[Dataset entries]

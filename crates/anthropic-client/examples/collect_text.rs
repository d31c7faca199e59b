use anthropic_client::prelude::*;

#[tokio::main(flavor = "current_thread")]
async fn main() -> Result<(), Error> {
    let client = Client::from_env()?;
    let request = MessagesRequest::new("claude-sonnet-4-5", 512)
        .system("You are a concise assistant. Reply with a short sentence.")
        .user("Say hello.");

    let message = client.stream_messages(&request).await?.run().await?;
    println!("{}", message.text());
    Ok(())
}
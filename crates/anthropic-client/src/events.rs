//! Typed wire events decoded from the streaming protocol.
//!
//! The event union is closed and discriminated by the payload's `type` field;
//! event kinds this client does not know about decode to
//! [`StreamEvent::Unknown`] instead of failing, so new server-side kinds stay
//! forward compatible.

use crate::errors::ApiError;
use crate::message::{ContentBlock, Message, Usage};

/// Incremental update targeting one content block.
#[derive(Clone, Debug, PartialEq, serde::Serialize, serde::Deserialize)]
#[serde(tag = "type", rename_all = "snake_case")]
pub enum ContentDelta {
    /// Appends text to a `text` block.
    TextDelta { text: String },
    /// Appends a raw JSON fragment to a tool-use block's pending input.
    InputJsonDelta { partial_json: String },
    /// Appends text to a `thinking` block.
    ThinkingDelta { thinking: String },
    /// Replaces the signature of a `thinking` block.
    SignatureDelta { signature: String },
    /// Delta kind this client does not know about yet.
    #[serde(other)]
    Unknown,
}

/// Top-level message fields carried by a `message_delta` event.
#[derive(Clone, Debug, Default, PartialEq, serde::Serialize, serde::Deserialize)]
pub struct MessageDeltaBody {
    #[serde(default)]
    pub stop_reason: Option<String>,
    #[serde(default)]
    pub stop_sequence: Option<String>,
    #[serde(default, skip_serializing_if = "Option::is_none")]
    pub container: Option<serde_json::Value>,
}

/// Partial usage counters carried by a `message_delta` event.
///
/// Present fields overwrite the accumulator's counters; absent fields leave
/// them untouched.
#[derive(Clone, Debug, Default, PartialEq, serde::Serialize, serde::Deserialize)]
pub struct UsageDelta {
    #[serde(default)]
    pub input_tokens: Option<u64>,
    #[serde(default)]
    pub output_tokens: Option<u64>,
    #[serde(default)]
    pub cache_creation_input_tokens: Option<u64>,
    #[serde(default)]
    pub cache_read_input_tokens: Option<u64>,
    #[serde(default)]
    pub service_tier: Option<String>,
}

impl UsageDelta {
    /// Overwrites `usage` with whichever fields this delta carries.
    pub(crate) fn apply_to(&self, usage: &mut Usage) {
        if let Some(input_tokens) = self.input_tokens {
            usage.input_tokens = input_tokens;
        }
        if let Some(output_tokens) = self.output_tokens {
            usage.output_tokens = output_tokens;
        }
        if let Some(tokens) = self.cache_creation_input_tokens {
            usage.cache_creation_input_tokens = Some(tokens);
        }
        if let Some(tokens) = self.cache_read_input_tokens {
            usage.cache_read_input_tokens = Some(tokens);
        }
        if let Some(tier) = self.service_tier.clone() {
            usage.service_tier = Some(tier);
        }
    }
}

/// One decoded wire event.
///
/// Events are created by the frame decoder and never mutated afterwards; the
/// consumer observes them in exactly wire arrival order.
#[derive(Clone, Debug, PartialEq, serde::Serialize, serde::Deserialize)]
#[serde(tag = "type", rename_all = "snake_case")]
pub enum StreamEvent {
    /// Opens the stream with the response header (empty content).
    MessageStart { message: Message },
    /// Opens the content block at the given index.
    ContentBlockStart {
        index: usize,
        content_block: ContentBlock,
    },
    /// Incremental update for the content block at the given index.
    ContentBlockDelta { index: usize, delta: ContentDelta },
    /// Closes the content block at the given index.
    ContentBlockStop { index: usize },
    /// Final top-level field updates (stop reason, usage).
    MessageDelta {
        delta: MessageDeltaBody,
        #[serde(default)]
        usage: Option<UsageDelta>,
    },
    /// Terminal event; the accumulated response is complete after this.
    MessageStop,
    /// Keep-alive; carries nothing.
    Ping,
    /// Server-reported failure embedded mid-stream.
    Error { error: ApiError },
    /// Event kind this client does not know about yet.
    #[serde(other)]
    Unknown,
}

#[cfg(test)]
mod tests {
    use super::*;

    #[test]
    fn decodes_lifecycle_event_kinds_by_tag() {
        let start: StreamEvent = serde_json::from_value(serde_json::json!({
            "type": "content_block_start",
            "index": 0,
            "content_block": {"type": "text", "text": ""}
        }))
        .expect("start");
        assert!(matches!(
            start,
            StreamEvent::ContentBlockStart { index: 0, .. }
        ));

        let delta: StreamEvent = serde_json::from_value(serde_json::json!({
            "type": "content_block_delta",
            "index": 0,
            "delta": {"type": "text_delta", "text": "Hi"}
        }))
        .expect("delta");
        assert_eq!(
            delta,
            StreamEvent::ContentBlockDelta {
                index: 0,
                delta: ContentDelta::TextDelta { text: "Hi".into() },
            }
        );

        let stop: StreamEvent =
            serde_json::from_value(serde_json::json!({"type": "message_stop"})).expect("stop");
        assert_eq!(stop, StreamEvent::MessageStop);
    }

    #[test]
    fn message_delta_carries_sibling_usage() {
        let event: StreamEvent = serde_json::from_value(serde_json::json!({
            "type": "message_delta",
            "delta": {"stop_reason": "end_turn", "stop_sequence": null},
            "usage": {"output_tokens": 15}
        }))
        .expect("message_delta");
        let StreamEvent::MessageDelta { delta, usage } = event else {
            panic!("expected MessageDelta");
        };
        assert_eq!(delta.stop_reason.as_deref(), Some("end_turn"));
        assert_eq!(usage.expect("usage").output_tokens, Some(15));
    }

    #[test]
    fn unknown_event_kind_is_catch_all() {
        let event: StreamEvent =
            serde_json::from_value(serde_json::json!({"type": "confetti", "amount": 3}))
                .expect("unknown");
        assert_eq!(event, StreamEvent::Unknown);
    }

    #[test]
    fn error_event_carries_structured_payload() {
        let event: StreamEvent = serde_json::from_value(serde_json::json!({
            "type": "error",
            "error": {"type": "overloaded_error", "message": "slow down"}
        }))
        .expect("error event");
        assert!(matches!(
            event,
            StreamEvent::Error { error } if error.error_type == "overloaded_error"
        ));
    }
}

INSTRUCTIONS FOR THE TASK:
Could you count how many lines in the records contain the word "ApiError"? Only the number is needed.

SOLUTION TO THIS TASK:
2